/---
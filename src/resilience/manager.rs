//! # Upstream Manager
//!
//! Owns one [`UpstreamGuard`] per upstream source for the life of the process.
//! Guards are built once from configuration and handed out by name.

use super::metrics::UpstreamStatus;
use super::upstream::UpstreamGuard;
use crate::config::OrchestratorConfig;
use std::collections::HashMap;
use std::sync::Arc;
use tracing::info;

#[derive(Debug, Default)]
pub struct UpstreamManager {
    guards: HashMap<String, Arc<UpstreamGuard>>,
}

impl UpstreamManager {
    pub fn new() -> Self {
        Self::default()
    }

    /// Build guards for every configured upstream and every upstream a task
    /// names; unconfigured names get `default_upstream` settings.
    pub fn from_config(config: &OrchestratorConfig) -> Self {
        let mut manager = Self::new();
        let names = config
            .upstreams
            .keys()
            .cloned()
            .chain(config.tasks.iter().map(|task| task.upstream.clone()));

        for name in names {
            if manager.guards.contains_key(&name) {
                continue;
            }
            let guard = UpstreamGuard::from_config(name.clone(), config.upstream(&name));
            manager.insert(Arc::new(guard));
        }

        info!(
            upstreams = manager.guards.len(),
            "🌐 Upstream guards initialized"
        );
        manager
    }

    pub fn insert(&mut self, guard: Arc<UpstreamGuard>) {
        self.guards.insert(guard.name().to_string(), guard);
    }

    pub fn get(&self, name: &str) -> Option<Arc<UpstreamGuard>> {
        self.guards.get(name).cloned()
    }

    pub fn names(&self) -> Vec<String> {
        let mut names: Vec<String> = self.guards.keys().cloned().collect();
        names.sort();
        names
    }

    pub fn statuses(&self) -> Vec<UpstreamStatus> {
        let mut statuses: Vec<UpstreamStatus> =
            self.guards.values().map(|guard| guard.status()).collect();
        statuses.sort_by(|a, b| a.name.cmp(&b.name));
        statuses
    }

    /// Fraction of upstreams whose breaker is healthy; 1.0 with no upstreams
    pub fn system_health_score(&self) -> f64 {
        if self.guards.is_empty() {
            return 1.0;
        }
        let healthy = self
            .guards
            .values()
            .filter(|guard| guard.breaker().is_healthy())
            .count();
        healthy as f64 / self.guards.len() as f64
    }
}
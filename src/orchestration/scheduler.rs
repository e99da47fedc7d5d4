//! # Update Scheduler
//!
//! The coordinator loop. On every tick it asks the freshness registry for the
//! highest-priority outstanding work, runs at most one batch through the owning
//! task's handler, and sleeps until the next tick.
//!
//! ## Loop states
//!
//! `Idle -> Checking -> Running(task) -> Idle`, with `Cancelled` reachable from
//! any state through the shutdown signal.
//!
//! ## Task selection
//!
//! The first queued item whose kind has an eligible task (enabled, cadence
//! elapsed, not withheld by the blackout window) selects that task. Its batch is
//! the queued items of that kind, capped at the task's `batch_size`.

use super::blackout::BlackoutWindow;
use super::shutdown::ShutdownSignal;
use super::task::{BatchReport, ScheduledTask, TaskContext, TaskHandler, TaskRunStatus, TaskStats, WorkBatch};
use crate::clock::Clock;
use crate::config::{OrchestratorConfig, SchedulerConfig, TaskConfig};
use crate::constants::DataKind;
use crate::error::{OrchestratorError, Result};
use crate::registry::{FreshnessRegistry, HealthSummary, WorkItem};
use crate::resilience::{UpstreamManager, UpstreamStatus};
use parking_lot::Mutex;
use serde::{Deserialize, Serialize};
use std::collections::HashMap;
use std::sync::atomic::{AtomicU64, Ordering};
use std::sync::Arc;
use tokio::time::{sleep, timeout, Instant};
use tracing::{debug, error, info, instrument, warn};
use uuid::Uuid;

#[derive(Debug, Clone, PartialEq, Eq, Serialize, Deserialize)]
#[serde(tag = "state", rename_all = "snake_case")]
pub enum SchedulerState {
    Idle,
    Checking,
    Running { task: String },
    Cancelled,
}

/// What one call to [`UpdateScheduler::run_update_cycle`] did
#[derive(Debug, Clone, PartialEq, Eq)]
pub enum CycleOutcome {
    /// Nothing due, or nothing due had an eligible task
    Idle,
    Executed {
        task: String,
        status: TaskRunStatus,
        items: usize,
    },
    /// The cycle could not be planned; the next tick retries
    Failed { error: String },
    Cancelled,
}

#[derive(Debug, Clone, PartialEq, Serialize, Deserialize)]
pub struct TaskStatus {
    pub name: String,
    pub data_kind: DataKind,
    pub upstream: String,
    pub enabled: bool,
    pub cadence_seconds: u64,
    pub batch_size: usize,
    pub max_runtime_seconds: u64,
    pub stats: TaskStats,
}

#[derive(Debug, Clone, PartialEq, Serialize, Deserialize)]
pub struct SchedulerStatus {
    pub state: SchedulerState,
    pub current_task: Option<String>,
    pub in_blackout: bool,
    pub can_run_now: bool,
    pub cycle_count: u64,
    pub tick_interval_seconds: u64,
    pub system_health_score: f64,
    pub tasks: Vec<TaskStatus>,
    pub upstreams: Vec<UpstreamStatus>,
}
//! Wall-clock source for freshness bookkeeping.
//!
//! Staleness is measured in hours and days of wall time, so the registry and the
//! scheduler read "now" through [`Clock`] instead of calling `Utc::now()` directly.
//! Sub-second resilience timing (token refill, breaker recovery) uses
//! `tokio::time::Instant` instead.

use chrono::{DateTime, Duration as ChronoDuration, Utc};
use parking_lot::Mutex;
use std::fmt::Debug;

pub trait Clock: Send + Sync + Debug {
    fn now(&self) -> DateTime<Utc>;
}

#[derive(Debug, Default, Clone, Copy)]
pub struct SystemClock;

impl Clock for SystemClock {
    fn now(&self) -> DateTime<Utc> {
        Utc::now()
    }
}

/// Manually driven clock for tests and replays.
#[derive(Debug)]
pub struct ManualClock {
    now: Mutex<DateTime<Utc>>,
}

impl ManualClock {
    pub fn new(start: DateTime<Utc>) -> Self {
        Self {
            now: Mutex::new(start),
        }
    }

    pub fn set(&self, instant: DateTime<Utc>) {
        *self.now.lock() = instant;
    }

    pub fn advance(&self, by: ChronoDuration) {
        let mut now = self.now.lock();
        *now += by;
    }
}

impl Clock for ManualClock {
    fn now(&self) -> DateTime<Utc> {
        *self.now.lock()
    }
}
\---
_TASK PROMPT_
Output the records above, each one exactly, with none left out.

_RESPONSE BOX_
filename src/resilience/manager.rs
//! # Upstream Manager
//!
//! Owns one [`UpstreamGuard`] per upstream source for the life of the process.
//! Guards are built once from configuration and handed out by name.

use super::metrics::UpstreamStatus;
use super::upstream::UpstreamGuard;
use crate::config::OrchestratorConfig;
use std::collections::HashMap;
use std::sync::Arc;
use tracing::info;

#[derive(Debug, Default)]
pub struct UpstreamManager {
    guards: HashMap<String, Arc<UpstreamGuard>>,
}

impl UpstreamManager {
    pub fn new() -> Self {
        Self::default()
    }

    /// Build guards for every configured upstream and every upstream a task
    /// names; unconfigured names get `default_upstream` settings.
    pub fn from_config(config: &OrchestratorConfig) -> Self {
        let mut manager = Self::new();
        let names = config
            .upstreams
            .keys()
            .cloned()
            .chain(config.tasks.iter().map(|task| task.upstream.clone()));

        for name in names {
            if manager.guards.contains_key(&name) {
                continue;
            }
            let guard = UpstreamGuard::from_config(name.clone(), config.upstream(&name));
            manager.insert(Arc::new(guard));
        }

        info!(
            upstreams = manager.guards.len(),
            "🌐 Upstream guards initialized"
        );
        manager
    }

    pub fn insert(&mut self, guard: Arc<UpstreamGuard>) {
        self.guards.insert(guard.name().to_string(), guard);
    }

    pub fn get(&self, name: &str) -> Option<Arc<UpstreamGuard>> {
        self.guards.get(name).cloned()
    }

    pub fn names(&self) -> Vec<String> {
        let mut names: Vec<String> = self.guards.keys().cloned().collect();
        names.sort();
        names
    }

    pub fn statuses(&self) -> Vec<UpstreamStatus> {
        let mut statuses: Vec<UpstreamStatus> =
            self.guards.values().map(|guard| guard.status()).collect();
        statuses.sort_by(|a, b| a.name.cmp(&b.name));
        statuses
    }

    /// Fraction of upstreams whose breaker is healthy; 1.0 with no upstreams
    pub fn system_health_score(&self) -> f64 {
        if self.guards.is_empty() {
            return 1.0;
        }
        let healthy = self
            .guards
            .values()
            .filter(|guard| guard.breaker().is_healthy())
            .count();
        healthy as f64 / self.guards.len() as f64
    }
}
filename src/orchestration/scheduler.rs
repository e99da47fedc7d5d4
//! # Update Scheduler
//!
//! The coordinator loop. On every tick it asks the freshness registry for the
//! highest-priority outstanding work, runs at most one batch through the owning
//! task's handler, and sleeps until the next tick.
//!
//! ## Loop states
//!
//! `Idle -> Checking -> Running(task) -> Idle`, with `Cancelled` reachable from
//! any state through the shutdown signal.
//!
//! ## Task selection
//!
//! The first queued item whose kind has an eligible task (enabled, cadence
//! elapsed, not withheld by the blackout window) selects that task. Its batch is
//! the queued items of that kind, capped at the task's `batch_size`.

use super::blackout::BlackoutWindow;
use super::shutdown::ShutdownSignal;
use super::task::{BatchReport, ScheduledTask, TaskContext, TaskHandler, TaskRunStatus, TaskStats, WorkBatch};
use crate::clock::Clock;
use crate::config::{OrchestratorConfig, SchedulerConfig, TaskConfig};
use crate::constants::DataKind;
use crate::error::{OrchestratorError, Result};
use crate::registry::{FreshnessRegistry, HealthSummary, WorkItem};
use crate::resilience::{UpstreamManager, UpstreamStatus};
use parking_lot::Mutex;
use serde::{Deserialize, Serialize};
use std::collections::HashMap;
use std::sync::atomic::{AtomicU64, Ordering};
use std::sync::Arc;
use tokio::time::{sleep, timeout, Instant};
use tracing::{debug, error, info, instrument, warn};
use uuid::Uuid;

#[derive(Debug, Clone, PartialEq, Eq, Serialize, Deserialize)]
#[serde(tag = "state", rename_all = "snake_case")]
pub enum SchedulerState {
    Idle,
    Checking,
    Running { task: String },
    Cancelled,
}

/// What one call to [`UpdateScheduler::run_update_cycle`] did
#[derive(Debug, Clone, PartialEq, Eq)]
pub enum CycleOutcome {
    /// Nothing due, or nothing due had an eligible task
    Idle,
    Executed {
        task: String,
        status: TaskRunStatus,
        items: usize,
    },
    /// The cycle could not be planned; the next tick retries
    Failed { error: String },
    Cancelled,
}

#[derive(Debug, Clone, PartialEq, Serialize, Deserialize)]
pub struct TaskStatus {
    pub name: String,
    pub data_kind: DataKind,
    pub upstream: String,
    pub enabled: bool,
    pub cadence_seconds: u64,
    pub batch_size: usize,
    pub max_runtime_seconds: u64,
    pub stats: TaskStats,
}

#[derive(Debug, Clone, PartialEq, Serialize, Deserialize)]
pub struct SchedulerStatus {
    pub state: SchedulerState,
    pub current_task: Option<String>,
    pub in_blackout: bool,
    pub can_run_now: bool,
    pub cycle_count: u64,
    pub tick_interval_seconds: u64,
    pub system_health_score: f64,
    pub tasks: Vec<TaskStatus>,
    pub upstreams: Vec<UpstreamStatus>,
}
//! Wall-clock source for freshness bookkeeping.
//!
//! Staleness is measured in hours and days of wall time, so the registry and the
//! scheduler read "now" through [`Clock`] instead of calling `Utc::now()` directly.
//! Sub-second resilience timing (token refill, breaker recovery) uses
//! `tokio::time::Instant` instead.

use chrono::{DateTime, Duration as ChronoDuration, Utc};
use parking_lot::Mutex;
use std::fmt::Debug;

pub trait Clock: Send + Sync + Debug {
    fn now(&self) -> DateTime<Utc>;
}

#[derive(Debug, Default, Clone, Copy)]
pub struct SystemClock;

impl Clock for SystemClock {
    fn now(&self) -> DateTime<Utc> {
        Utc::now()
    }
}

/// Manually driven clock for tests and replays.
#[derive(Debug)]
pub struct ManualClock {
    now: Mutex<DateTime<Utc>>,
}

impl ManualClock {
    pub fn new(start: DateTime<Utc>) -> Self {
        Self {
            now: Mutex::new(start),
        }
    }

    pub fn set(&self, instant: DateTime<Utc>) {
        *self.now.lock() = instant;
    }

    pub fn advance(&self, by: ChronoDuration) {
        let mut now = self.now.lock();
        *now += by;
    }
}

impl Clock for ManualClock {
    fn now(&self) -> DateTime<Utc> {
        *self.now.lock()
    }
}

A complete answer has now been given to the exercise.